Targeting the oxidative stress response system of fungi with redox-potent chernosensitizing agents

The cellular antioxidant system is a target in the antifungal action of amphotericin B (AMB) and itraconazole (ITZ), in filamentous fungi. The sakA Delta mutant of Aspergillus fumigatus, a mitogen-activated protein kinase (MARK) gene deletion mutant in the antioxidant system, was found to be more sensitive to AMB or ITZ than other A. fumigatus strains, a wild type and a mpkC Delta mutant (a MARK gene deletion mutant in the polyalcohol sugar utilization system).

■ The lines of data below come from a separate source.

use std::fmt::Display;

use lazy_static::lazy_static;
use regex::Regex;
use thiserror::Error;

use crate::lexer::tokens::{Token, TokenKind};

lazy_static! {
    // Integers, floats (including leading-dot and trailing-dot forms) and an
    // optional signed exponent. Anchored: the whole lexeme must match.
    static ref NUMBER_FORMAT: Regex =
        Regex::new(r"^(\d+\.?\d*|\.\d+)([eE][+-]?\d+)?$").unwrap();
}

/// The lexical failure taxonomy. These are never raised; the error handler
/// renders each one into an error token's diagnostic text.
#[derive(Error, Debug, Clone, PartialEq)]
pub enum LexicalErrorKind {
    #[error("Unterminated string literal: '{partial}'")]
    UnterminatedString { partial: String },
    #[error("Invalid number format: '{number}'")]
    InvalidNumber { number: String },
    #[error("Invalid symbol: '{symbol}'")]
    InvalidSymbol { symbol: String },
    #[error("Invalid identifier: '{identifier}' (must start with '071', '070', or '048')")]
    InvalidIdentifier { identifier: String },
    #[error("Invalid identifier: '{identifier}'")]
    LeadingUnderscore { identifier: String },
    #[error("Nested multi-line comments are not supported")]
    NestedComment,
    #[error("Unterminated multi-line comment")]
    UnterminatedComment,
}

impl LexicalErrorKind {
    pub fn token_kind(&self) -> TokenKind {
        match self {
            LexicalErrorKind::UnterminatedString { .. } => TokenKind::UnterminatedString,
            LexicalErrorKind::InvalidNumber { .. } => TokenKind::InvalidNumber,
            LexicalErrorKind::InvalidSymbol { .. } => TokenKind::InvalidSymbol,
            LexicalErrorKind::InvalidIdentifier { .. } => TokenKind::GenericError,
            LexicalErrorKind::LeadingUnderscore { .. } => TokenKind::GenericError,
            LexicalErrorKind::NestedComment => TokenKind::GenericError,
            LexicalErrorKind::UnterminatedComment => TokenKind::GenericError,
        }
    }
}

pub enum ErrorTip {
    None,
    Suggestion(String),
}

impl Display for ErrorTip {
    fn fmt(&self, f: &mut std::fmt::Formatter<'_>) -> std::fmt::Result {
        match self {
            ErrorTip::None => write!(f, ""),
            ErrorTip::Suggestion(suggestion) => write!(f, "{}", suggestion),
        }
    }
}

/// Ordered log of the error tokens produced during one scan session.
#[derive(Debug, Clone, Default)]
pub struct ErrorHandler {
    errors: Vec<Token>,
    error_count: usize,
}

impl ErrorHandler {
    pub fn new() -> Self {
        ErrorHandler {
            errors: vec![],
            error_count: 0,
        }
    }

    /// Records a lexical failure and returns the error token the scanner
    /// yields in place of a well-formed one.
    pub fn report(
        &mut self,
        error: LexicalErrorKind,
        line: usize,
        column: usize,
        lexeme: String,
    ) -> Token {
        self.error_count += 1;
        let token = Token::error(error.token_kind(), lexeme, line, column, error.to_string());
        self.errors.push(token.clone());
        token
    }

    pub fn handle_unterminated_string(
        &mut self,
        line: usize,
        column: usize,
        partial: String,
    ) -> Token {
        self.report(
            LexicalErrorKind::UnterminatedString {
                partial: partial.clone(),
            },
            line,
            column,
            partial,
        )
    }

    pub fn handle_invalid_number(&mut self, line: usize, column: usize, number: String) -> Token {
        self.report(
            LexicalErrorKind::InvalidNumber {
                number: number.clone(),
            },
            line,
            column,
            number,
        )
    }

    pub fn handle_invalid_symbol(&mut self, line: usize, column: usize, symbol: char) -> Token {
        self.report(
            LexicalErrorKind::InvalidSymbol {
                symbol: symbol.to_string(),
            },
            line,
            column,
            symbol.to_string(),
        )
    }

    /// A bare word that is neither a keyword nor prefixed with 071/070/048.
    pub fn handle_invalid_identifier(
        &mut self,
        line: usize,
        column: usize,
        identifier: String,
    ) -> Token {
        self.report(
            LexicalErrorKind::InvalidIdentifier {
                identifier: identifier.clone(),
            },
            line,
            column,
            identifier,
        )
    }

    /// Identifiers may never begin with an underscore.
    pub fn handle_leading_underscore(
        &mut self,
        line: usize,
        column: usize,
        identifier: String,
    ) -> Token {
        self.report(
            LexicalErrorKind::LeadingUnderscore {
                identifier: identifier.clone(),
            },
            line,
            column,
            identifier,
        )
    }

    pub fn handle_nested_comment(&mut self, line: usize, column: usize) -> Token {
        self.report(
            LexicalErrorKind::NestedComment,
            line,
            column,
            String::from("/*"),
        )
    }

    pub fn handle_unterminated_comment(&mut self, line: usize, column: usize) -> Token {
        self.report(
            LexicalErrorKind::UnterminatedComment,
            line,
            column,
            String::from("/*"),
        )
    }

    pub fn get_error_summary(&self) -> String {
        if self.error_count == 0 {
            return String::from("No lexical errors found.");
        }

        let mut summary = format!("Found {} lexical error(s):\n", self.error_count);
        for (i, error) in self.errors.iter().enumerate() {
            summary.push_str(&format!("{}. {}\n", i + 1, error));
        }
        summary
    }

    pub fn has_errors(&self) -> bool {
        self.error_count > 0
    }

    pub fn error_count(&self) -> usize {
        self.error_count
    }

    pub fn errors(&self) -> &[Token] {
        &self.errors
    }

    pub fn clear(&mut self) {
        self.errors.clear();
        self.error_count = 0;
    }

    /// Authoritative numeral revalidation run after the number scan has
    /// assembled the full lexeme.
    pub fn validate_number_format(&self, number: &str) -> bool {
        NUMBER_FORMAT.is_match(number)
    }

    /// Identifiers must carry one of the three legal three-digit prefixes.
    pub fn validate_identifier_format(&self, identifier: &str) -> bool {
        identifier.starts_with("071")
            || identifier.starts_with("070")
            || identifier.starts_with("048")
    }

    pub fn suggest_correction(&self, error_token: &Token) -> ErrorTip {
        match error_token.kind {
            TokenKind::GenericError => {
                let is_prefix_error = error_token
                    .error_detail
                    .as_ref()
                    .is_some_and(|detail| detail.contains("must start with"));
                if is_prefix_error {
                    ErrorTip::Suggestion(String::from(
                        "Try starting the identifier with '071', '070', or '048'.",
                    ))
                } else {
                    ErrorTip::None
                }
            }
            TokenKind::UnterminatedString => ErrorTip::Suggestion(format!(
                "Add closing '$' to complete string: '{}$'",
                error_token.lexeme
            )),
            TokenKind::InvalidNumber => ErrorTip::Suggestion(String::from(
                "Check number format - use digits, decimal point, or exponential notation",
            )),
            _ => ErrorTip::None,
        }
    }
}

Complete fungal kill (>= 99.9%) by ITZ or AMB was also achieved by much lower dosages for the sakA Delta mutant than for the other strains. It appears msnA, an Aspergillus ortholog to Saccharomyces cerevisiae MSN2 (encoding a stress-responsive C2H2-type zinc-finger regulator) and sakA and/or mpkC (upstream MAPKs) are in the same stress response network under tert-butyl hydroperoxide (t-BuOOH)-, hydrogen peroxide (H2O2)- or AMB-triggered toxicity. Of note is that ITZ-sensitive yeast pathogens were also sensitive to t-BuOOH, showing a connection between ITZ sensitivity and antioxidant capacity of fungi. Enhanced antifungal activity of AMB or ITZ was achieved when these drugs were co-applied with redox-potent natural compounds, 2,3-dihydroxybenzaldehyde, thymol or salicylaldehyde, as chemosensitizing agents. We concluded that redox-potent compounds, which target the antioxidant system in fungi, possess a chemosensitizing capacity to enhance efficacy of conventional drugs.